屋內空蕩蕩的,中堂進去後牆上沒有掛什麼東西,本應該放置貢桌的位置也是空無一物,中堂兩邊還有去路,兩邊是木質的隔斷,隔斷有門,但空蕩蕩的門框中卻沒有鑲嵌任何一扇門。

屋內非常的陰冷,出乎意料的是我們沒有看見從屋頂垂落下來的蜘蛛網,這很奇怪,此地就算是石頭巖壁的夾縫中也會有大量的蛛網,但這個被荒廢了三十年的老宅荒屋中確沒有。

我們沒做停留,徑直走向了一扇門,這時候才發現,門框中不但沒有門,就連地上也是什麼東西都沒有。地上凹凸不平的鋪著石塊,縫隙裡也看不見多少雜物。

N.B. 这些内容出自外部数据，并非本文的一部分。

use clustering::l2::squared_distance;
use clustering::{KMeans, NoOpObserver};
use proptest::prelude::*;

proptest! {
    #[test]
    fn prop_kmeans_all_assigned(
        data in prop::collection::vec(prop::collection::vec(-10.0f32..10.0, 2), 1..30),
        k in 1usize..5,
        max_iteration in 1usize..20,
    ) {
        // Skip if k > n
        if k <= data.len() {
            let mut kmeans = KMeans::new(k, max_iteration, 1e-4).unwrap();
            kmeans.fit_with_observer(&data, &NoOpObserver {}).unwrap();

            let result = kmeans.result().unwrap();
            prop_assert_eq!(kmeans.labels().len(), data.len());
            prop_assert_eq!(kmeans.centroids().len(), k * 2);
            prop_assert!(result.num_iterations >= 1);
            prop_assert!(result.num_iterations <= max_iteration);
            prop_assert!(result.shift >= 0.0);
            for &l in kmeans.labels() {
                prop_assert!(l < k);
            }
        }
    }

    #[test]
    fn prop_squared_distance_symmetric(
        pairs in prop::collection::vec((-100.0f32..100.0, -100.0f32..100.0), 1..16)
    ) {
        let a = pairs.iter().map(|p| p.0).collect::<Vec<f32>>();
        let b = pairs.iter().map(|p| p.1).collect::<Vec<f32>>();
        let ab = squared_distance(&a, &b).unwrap();
        prop_assert_eq!(ab, squared_distance(&b, &a).unwrap());
        prop_assert!(ab >= 0.0);
        prop_assert_eq!(squared_distance(&a, &a).unwrap(), 0.0);
    }

    #[test]
    fn prop_kmeans_deterministic(
        data in prop::collection::vec(prop::collection::vec(-10.0f32..10.0, 3), 4..30),
        seed in any::<u64>(),
    ) {
        let mut a = KMeans::new(4, 50, 1e-4).unwrap().with_seed(seed);
        let mut b = KMeans::new(4, 50, 1e-4).unwrap().with_seed(seed);
        a.fit_with_observer(&data, &NoOpObserver {}).unwrap();
        b.fit_with_observer(&data, &NoOpObserver {}).unwrap();
        prop_assert_eq!(a.result(), b.result());
    }

    #[test]
    fn prop_centroids_finite_with_duplicates(
        // A tiny integer grid forces duplicate points, duplicate seeds and empty clusters.
        data in prop::collection::vec(prop::collection::vec(0u8..3, 2), 1..12),
        k in 1usize..12,
    ) {
        let data = data
            .iter()
            .map(|p| p.iter().map(|&x| x as f32).collect::<Vec<f32>>())
            .collect::<Vec<_>>();
        if k <= data.len() {
            let mut kmeans = KMeans::new(k, 100, 1e-4).unwrap();
            kmeans.fit_with_observer(&data, &NoOpObserver {}).unwrap();
            prop_assert!(kmeans.centroids().iter().all(|x| x.is_finite()));
            for point in &data {
                prop_assert!(kmeans.predict(point).unwrap() < k);
            }
        }
    }
}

搜過兩面的側房之後,胖子捏著下巴就說:“奶奶的,這家人也太摳了點兒吧,要不是房子搬不了,都能把房子給搬出去了。”

搜過內房,給我們唯一的感覺便是空蕩,完全沒有任何東西,這種房屋簡直可以用家徒四壁來形容,地上還是不規整的石頭鋪設而成,屋頂上沒有挑梁,或許是拆了,如果還有人住的時候依舊是這樣,那屋外下大雨,屋內便一定下的就是小雨。

胖子自打無趣,嘴裡沒幹沒淨的就往屋外走,我看他一臉落空的樣子心中便起了疑,這傢伙不對勁呀,轉念一想,我就哎呀一聲,難不成這傢伙又惦記起人家家裡的老物件了?

“你別想了,人家在這裡祖祖輩輩生活了幾千年,東西也都是一代一代傳下來的,對咱們來看沒什麼,對人家那都是記憶,能不全搬出去嘛。”我說完,便跟隨著胖子走出房間。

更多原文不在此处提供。